臭気発生やフレーバー特性変化の原因

プラスチックのフィルム包材や容器で食品や飲料を包装する場合、臭気発生の防止や内容品のフレーバー特性を変化させないことは非常に重要です。臭気発生やフレーバー特性を変化させる原因は多くあるが、次の4つに分類することができます。

①プラスチック包材に含まれる臭気原因物質の内容品への移行

②包材の外部にある臭気原因物質の包材を通しての内容品への移行

③外的要因による内容品の変質による臭気発生

④内容品のフレーバー成分の包材への収着

プラスチックは、モノマーを重合させることによって製造されます。重合方法には種々の方式がありますが、一般に重合触媒が使用されます。

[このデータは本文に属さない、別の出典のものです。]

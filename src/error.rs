//! Error taxonomy for form construction, selector wiring, and code generation.
//!
//! None of these escape `Form::configure` or `Form::value`: they are caught at
//! the nearest element or selector boundary and turned into an inline message
//! on the affected node. [`FunctionBodyGenerator`](crate::expression::FunctionBodyGenerator)
//! hands them back to the caller as a `Result`.

/// Errors raised while building, wiring, or serializing a form.
#[derive(Debug, thiserror::Error)]
pub enum FormError {
    /// A selector parent could not be located.
    #[error("parent element not found for selectable child element {child}: {reference}")]
    Resolution { child: String, reference: String },

    /// A selector declaration is structurally invalid.
    #[error("invalid selector for {child}: {message}")]
    InvalidSelector { child: String, message: String },

    /// A `choice` expression could not be resolved from the container value.
    #[error("expression choice not resolved for {assignee}: {message}")]
    ChoiceResolution { assignee: String, message: String },

    /// A `reference` value is not a qualified identifier.
    #[error(
        "the following is not a valid reference: {0} (required: a valid variable name, dots allowed)"
    )]
    InvalidReference(String),

    /// The meta declared an expression kind the generator does not know.
    #[error("expression type not supported for {assignee}: {kind}")]
    UnsupportedExpressionKind { assignee: String, kind: String },

    /// A descriptor has no `type` entry.
    #[error("type not found for configurable form entry")]
    MissingType,

    /// A descriptor names a type the registry does not know.
    #[error("type not found for configurable element: {0}")]
    UnknownElementType(String),

    /// A descriptor is present but malformed.
    #[error("invalid layout: {0}")]
    InvalidLayout(String),

    /// A value does not fit the element it is applied to.
    #[error("invalid value for {element}: {message}")]
    InvalidValue { element: String, message: String },

    /// A node id no longer refers to a live node.
    #[error("node not found")]
    NodeNotFound,

    /// A custom action failed.
    #[error("{0}")]
    Action(String),

    /// JSON (de)serialization failure.
    #[error(transparent)]
    Json(#[from] serde_json::Error),
}

/// Crate-wide result alias.
pub type Result<T> = std::result::Result<T, FormError>;

#[cfg(test)]
mod tests {
    use super::*;

    #[test]
    fn resolution_message_names_child_and_reference() {
        let err = FormError::Resolution {
            child: "detail".into(),
            reference: "[\"panelA\",\"fieldX\"]".into(),
        };
        let msg = err.to_string();
        assert!(msg.contains("detail"));
        assert!(msg.contains("panelA"));
    }

    #[test]
    fn invalid_reference_message() {
        let err = FormError::InvalidReference("a.1b".into());
        assert!(err.to_string().starts_with("the following is not a valid reference: a.1b"));
    }

    #[test]
    fn json_error_converts() {
        let parse: std::result::Result<serde_json::Value, _> = serde_json::from_str("{");
        let err: FormError = parse.unwrap_err().into();
        assert!(matches!(err, FormError::Json(_)));
    }
}
impl std::fmt::Debug for BindingAction {
    fn fmt(&self, f: &mut std::fmt::Formatter<'_>) -> std::fmt::Result {
        match self {
            Self::Value(p) => f.debug_tuple("Value").field(p).finish(),
            Self::State { predicate, false_state } => f
                .debug_struct("State")
                .field("predicate", predicate)
                .field("false_state", false_state)
                .finish(),
            Self::Custom(_) => write!(f, "Custom(<fn>)"),
        }
    }
}

/// A live dependency edge.
#[derive(Debug, Clone)]
pub struct SelectorBinding {
    pub child: NodeId,
    pub parents: Vec<NodeId>,
    pub action: BindingAction,
}

impl Form {
    /// Wire a selector declaration on `child`.
    ///
    /// Parents named by a local key resolve in the child's own panel; paths
    /// resolve from the root form. The binding is evaluated immediately.
    /// Any failure, at resolution or during that first evaluation, is written
    /// as an inline error on `child`; resolution failures are also returned.
    pub fn attach_selector(&mut self, child: NodeId, spec: &SelectorSpec) -> Result<BindingId> {
        let wired = self.resolve_binding(child, spec);
        match wired {
            Ok(binding) => Ok(self.install_binding(binding)),
            Err(err) => {
                self.report_selector_error(child, &err);
                Err(err)
            }
        }
    }

    /// Wire a custom action watching `parents`.
    pub fn attach_custom_selector(
        &mut self,
        child: NodeId,
        parents: &[ParentRef],
        action: impl Fn(&mut Form, NodeId, &[NodeId]) -> Result<()> + 'static,
    ) -> Result<BindingId> {
        let resolved = self.resolve_parents(child, parents);
        match resolved {
            Ok(parents) => Ok(self.install_binding(SelectorBinding {
                child,
                parents,
                action: BindingAction::Custom(std::rc::Rc::new(action)),
            })),
            Err(err) => {
                self.report_selector_error(child, &err);
                Err(err)
            }
        }
    }

    /// Wire every not yet wired selector declaration under `scope`, in tree
    /// order. Failures stay on their element.
    pub fn populate_selectors(&mut self, scope: NodeId) {
        for id in self.dom.walk_depth_first(scope) {
            let Some(raw) = self.dom.get_mut(id).and_then(|d| d.selector.take()) else {
                continue;
            };
            let spec = match SelectorSpec::from_value(&raw) {
                Ok(spec) => spec,
                Err(err) => {
                    let err = FormError::InvalidSelector {
                        child: self.key_label(id),
                        message: err.to_string(),
                    };
                    self.report_selector_error(id, &err);
                    continue;
                }
            };
            // failures are already reported inline
            let _ = self.attach_selector(id, &spec);
        }
    }

    /// Number of live bindings.
    pub fn binding_count(&self) -> usize {
        self.bindings.len()
    }

    /// Bindings in which `node` is the dependent.
    pub fn bindings_for(&self, node: NodeId) -> Vec<BindingId> {
        self.bindings
            .iter()
            .filter(|(_, b)| b.child == node)
            .map(|(id, _)| id)
            .collect()
    }

    /// Re-evaluate every binding watching `node`, in registration order.
    pub(crate) fn run_dependents(&mut self, node: NodeId) {
        let Some(dependents) = self.dom.get(node).and_then(|d| d.dependents.clone()) else {
            return;
        };
        for id in dependents {
            let Some(child) = self.bindings.get(id).map(|b| b.child) else {
                continue;
            };
            if !self.dom.contains(child) {
                continue;
            }
            if let Err(err) = self.evaluate_binding(id) {
                self.report_selector_error(child, &err);
            }
        }
    }

    /// Drop bindings whose dependent or any parent no longer exists.
    pub(crate) fn prune_bindings(&mut self) {
        let dom = &self.dom;
        self.bindings
            .retain(|_, b| dom.contains(b.child) && b.parents.iter().all(|&p| dom.contains(p)));
    }

    // -----------------------------------------------------------------------
    // Internal helpers
    // -----------------------------------------------------------------------

    fn resolve_binding(&self, child: NodeId, spec: &SelectorSpec) -> Result<SelectorBinding> {
        let refs = spec.parent_refs().ok_or_else(|| FormError::InvalidSelector {
            child: self.key_label(child),
            message: "parent key(s) not found".into(),
        })?;
        let parents = self.resolve_parents(child, &refs)?;

        let action = if let Some(name) = &spec.action_function {
            let action = self.registry.action(name).ok_or_else(|| FormError::InvalidSelector {
                child: self.key_label(child),
                message: format!("action function not found: {name}"),
            })?;
            BindingAction::Custom(action)
        } else {
            let target = spec.target().ok_or_else(|| FormError::InvalidSelector {
                child: self.key_label(child),
                message: "a selector must contain a parent value or list of values".into(),
            })?;
            // predefined actions only look at the first parent
            let multiselect = self.dom.get(parents[0]).is_some_and(|d| d.is_multiselect());
            let predicate = MatchPredicate::new(target, multiselect);
            match spec.action_or_default().false_state() {
                None => BindingAction::Value(predicate),
                Some(false_state) => BindingAction::State { predicate, false_state },
            }
        };

        Ok(SelectorBinding { child, parents, action })
    }

    fn resolve_parents(&self, child: NodeId, refs: &[ParentRef]) -> Result<Vec<NodeId>> {
        if refs.is_empty() {
            return Err(FormError::InvalidSelector {
                child: self.key_label(child),
                message: "parent key(s) not found".into(),
            });
        }
        refs.iter()
            .map(|r| {
                let found = match r {
                    ParentRef::Local(key) => self
                        .dom
                        .enclosing_panel(child)
                        .and_then(|panel| self.dom.get_entry(panel, key)),
                    ParentRef::Path(keys) => self.dom.get_entry_from_path(self.root(), keys, 0),
                };
                found.ok_or_else(|| FormError::Resolution {
                    child: self.key_label(child),
                    reference: r.to_string(),
                })
            })
            .collect()
    }

    fn install_binding(&mut self, binding: SelectorBinding) -> BindingId {
        let child = binding.child;
        let parents = binding.parents.clone();
        let id = self.bindings.insert(binding);
        tracing::trace!(child = %self.key_label(child), parents = parents.len(), "selector attached");

        for parent in parents {
            let Some(data) = self.dom.get_mut(parent) else {
                continue;
            };
            match &mut data.dependents {
                Some(list) => {
                    if !list.contains(&id) {
                        list.push(id);
                    }
                }
                None => {
                    data.dependents = Some(vec![id]);
                    data.change_listeners.push(Listener::Dependents);
                }
            }
        }

        if let Err(err) = self.evaluate_binding(id) {
            self.report_selector_error(child, &err);
        }
        id
    }

    fn evaluate_binding(&mut self, id: BindingId) -> Result<()> {
        let Some(binding) = self.bindings.get(id).cloned() else {
            return Ok(());
        };
        let SelectorBinding { child, parents, action } = binding;
        match action {
            BindingAction::Value(predicate) => {
                let matched = predicate.matches(self.value(parents[0]).as_ref());
                let target = Value::Bool(matched);
                if self.value(child).as_ref() != Some(&target) {
                    self.set_value(child, &target)?;
                }
            }
            BindingAction::State { predicate, false_state } => {
                let matched = predicate.matches(self.value(parents[0]).as_ref());
                let state = if matched { ElementState::Normal } else { false_state };
                self.set_state(child, state)?;
            }
            BindingAction::Custom(action) => action(self, child, &parents)?,
        }
        Ok(())
    }

    fn report_selector_error(&mut self, child: NodeId, err: &FormError) {
        let message = format!("{}{}", self.config.selector_error_prefix, err);
        tracing::error!(element = %self.key_label(child), error = %err, "selector failed");
        self.set_element_error(child, message);
    }
}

例えば、高密度ポリエチレン(HDPE)、線状低密度ポリエチレン(LLDPE)、ポリプロピレン(PP) などのチーグラ一法での重合触媒としては、塩化チタンとトリエチルアルミニウムが使用されています。

また、最近、適用例が多くなったメタロセン触媒も有機金属系の触媒である。PETボトル材料のポリエチレンテレフタレートは、エチレングリコールとテレフタル酸のエステル化と重縮合で製造されますが、重合触媒としてはSbやGeが使用されています。

重合触媒の残誼は製造工程で一般に取り除かれるが、徴量が残存することもあります。プラスチック包材に、このような触媒の残誼が存在した場合、内容品への移行によりフレーバー特性に影響を及ぼすことも考えられます。